Um, no, Brunhilde. I couldn’t pick this ’script-writing phantom of whom you speak out of a lineup at gunpoint. I saw the dude, not her. Nobody ever called me or my wife — not him, her, or anyone else, including your robot. And no, I don’t need to be “seen,” what I need is some albuterol.
About this time someone in scrubs inserts her long and snoopy proboscis, like Brunhilde blessedly bereft of any glimmer of knowledge about the situation, and confirms that ja, ja, I must, I vill see Ze Doktor! Ve are only following orders! At no point, mind you, has either of these “health-care providers” apologized for inconveniencing a customer. I say “customer” rather than “patient,” because neither had either inquired about my actual health.
“Can you breathe? Sir, are you having an asthma attack? Your face seems to be swelling ominously and turning a fiery red. …”
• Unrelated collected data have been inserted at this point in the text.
/// A foreign tick body riding the action protocol.
///
/// Hook actions have pinned timing (duration 0, repeat forever, always
/// running); the hook sees every tick's absolute time and does its own
/// bookkeeping. The scheduler queue is the canonical implementor.
pub trait ActionHook {
    /// Called once per tick with the wrapping action's clock.
    fn tick(&mut self, now: Ticks);
    /// Clone the hook for action configuration cloning.
    fn box_clone(&self) -> Box<dyn ActionHook>;
    /// Short name for diagnostics.
    fn name(&self) -> &'static str {
        "hook"
    }
}

/// Callback invoked by a `Call` action.
pub type CallFn = Rc<dyn Fn(&ActionInfo, &mut dyn ActionTarget)>;

#[derive(Debug, Clone, Default)]
pub(crate) struct MoveData {
    pub from: Option<[f64; 2]>,
    pub to: [f64; 2],
    pub original: Option<[f64; 2]>,
}

#[derive(Debug, Clone, Default)]
pub(crate) struct RotateData {
    pub from: Option<f64>,
    pub to: f64,
    pub original: Option<f64>,
}

#[derive(Debug, Clone, Default)]
pub(crate) struct ScaleData {
    pub from: Option<[f64; 2]>,
    pub to: [f64; 2],
    pub original: Option<[f64; 2]>,
}

#[derive(Debug, Clone, Default)]
pub(crate) struct FadeData {
    pub from: Option<f32>,
    pub to: f32,
    pub original: Option<f32>,
}

#[derive(Debug, Clone, Default)]
pub(crate) struct TintData {
    pub from: Option<[f32; 3]>,
    pub to: [f32; 3],
    pub original: Option<[f32; 3]>,
}

#[derive(Debug, Clone, Default)]
pub(crate) struct PropertyData {
    pub path: String,
    pub from: Option<f64>,
    pub to: f64,
    pub original: Option<f64>,
    pub warned: bool,
}
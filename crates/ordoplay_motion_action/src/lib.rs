// SPDX-License-Identifier: MIT OR Apache-2.0
//! Action state machine and composite timelines for OrdoPlay Motion.
//!
//! This crate provides the timed-mutation core:
//! - The [`Action`] state machine with repetition, reversal, relative deltas,
//!   easing, and lifecycle callbacks
//! - Sequential and parallel composite timelines with derived durations
//! - The target capability contract and a reference node
//! - Data-driven reconstruction via [`ActionInitializer`]
//!
//! ## Architecture
//!
//! Everything runs on one logical timeline in a single internal time unit
//! ([`Ticks`]); an external driver advances each root action once per frame.
//! Nothing in the tick path blocks, allocates per-frame when unobserved, or
//! surfaces an error to the driver.

pub mod action;
pub mod easing;
pub mod initializer;
mod kinds;
pub mod node;
mod sequence;
pub mod target;
pub mod time;

pub use action::{
    Action, ActionInfo, ActionStatus, ActionToken, ApplyFn, Callbacks, EventFn, Repeat, RepeatFn,
};
pub use easing::Easing;
pub use initializer::{ActionInitializer, InitializerError, ValueInit, parse_action};
pub use kinds::{ActionHook, CallFn};
pub use node::BasicNode;
pub use target::{ActionTarget, ActorId, AppliedValue};
pub use time::{TimeBase, Ticks};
And at that point I may have inquired whether my getting a simple prescription refill without physician intervention might free up Scrubby’s time for treating an actual sick person in dire need of her mad skillz, and she may have suggested that I seek my medical care elsewhere henceforth, and I may have praised her for providing the first sound medical advice I’d ever received from her organization, and proclaimed that I intended to take it straight away, while adding that under new ownership what once was a friendly neighborhood doctor’s office had become as penetrable as North Korea with the sort of customer service one expects from a pimply teenage malcontent stocking shelves at a K mart scheduled for closure and demolition.
Take a deep breath, you say? I got 17 more of ’em left in this inhaler.